* WHAT TO WORK ON
Find and copy each line of the listing below that has the word "StatusCode" in it.

☆ ☆ ☆ ☆

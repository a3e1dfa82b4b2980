//! Debug rendering of request/response pairs.

use crate::api_client::{ApiResponse, ResponseBody};
use reqwest::StatusCode;
use serde_json::Value;
use std::borrow::Cow;

const RULE: &str = "------------------------------------------------";

/// Anything a check may want to inspect: a whole response, a body, parsed
/// JSON or raw text.
#[derive(Debug, Clone, Copy)]
pub enum BodyView<'a> {
    Response(&'a ApiResponse),
    Body(&'a ResponseBody),
    Json(&'a Value),
    Text(&'a str),
}

impl<'a> BodyView<'a> {
    pub fn status(&self) -> Option<StatusCode> {
        match self {
            BodyView::Response(response) => Some(response.status),
            _ => None,
        }
    }

    /// The body as JSON, parsing text when needed.
    pub fn to_json(&self) -> Result<Cow<'a, Value>, serde_json::Error> {
        match *self {
            BodyView::Response(ApiResponse { body, .. }) | BodyView::Body(body) => match body {
                ResponseBody::Json(json) => Ok(Cow::Borrowed(json)),
                ResponseBody::Text(text) => serde_json::from_str(text).map(Cow::Owned),
            },
            BodyView::Json(json) => Ok(Cow::Borrowed(json)),
            BodyView::Text(text) => serde_json::from_str(text).map(Cow::Owned),
        }
    }

    fn pretty(&self) -> String {
        match self.to_json() {
            Ok(json) => serde_json::to_string_pretty(json.as_ref()).unwrap_or_else(|_| json.to_string()),
            Err(_) => match *self {
                BodyView::Response(ApiResponse { body, .. }) | BodyView::Body(body) => {
                    body.to_string()
                }
                BodyView::Json(json) => json.to_string(),
                BodyView::Text(text) => text.to_owned(),
            },
        }
    }
}

impl<'a> From<&'a ApiResponse> for BodyView<'a> {
    fn from(response: &'a ApiResponse) -> Self {
        BodyView::Response(response)
    }
}

impl<'a> From<&'a ResponseBody> for BodyView<'a> {
    fn from(body: &'a ResponseBody) -> Self {
        BodyView::Body(body)
    }
}

impl<'a> From<&'a Value> for BodyView<'a> {
    fn from(json: &'a Value) -> Self {
        BodyView::Json(json)
    }
}

impl<'a> From<&'a str> for BodyView<'a> {
    fn from(text: &'a str) -> Self {
        BodyView::Text(text)
    }
}

pub fn render_api_response<'a>(
    test_name: &str,
    payload: Option<&Value>,
    response: impl Into<BodyView<'a>>,
) -> String {
    let response = response.into();
    let payload = payload.map_or_else(|| "None".to_string(), |p| p.to_string());
    let mut rendered = format!("\n{RULE}\n{test_name}\n   Payload : {payload}\n");
    if let Some(status) = response.status() {
        rendered.push_str(&format!("   → Response Code : {}\n", status.as_u16()));
    }
    rendered.push_str(&format!("   → Response Body : {}\n{RULE}", response.pretty()));
    rendered
}

/// Print a request/response pair for debugging and return the rendering.
///
/// Output goes to stdout, so the test harness only shows it for failing tests.
pub fn print_api_response<'a>(
    test_name: &str,
    payload: Option<&Value>,
    response: impl Into<BodyView<'a>>,
) -> String {
    let rendered = render_api_response(test_name, payload, response);
    tracing::debug!(check = test_name, "{}", rendered);
    println!("{}", rendered);
    rendered
}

☆ ☆ ☆ ☆

* RESPONSE TO THIS EXERCISE
use reqwest::StatusCode;
    pub fn status(&self) -> Option<StatusCode> {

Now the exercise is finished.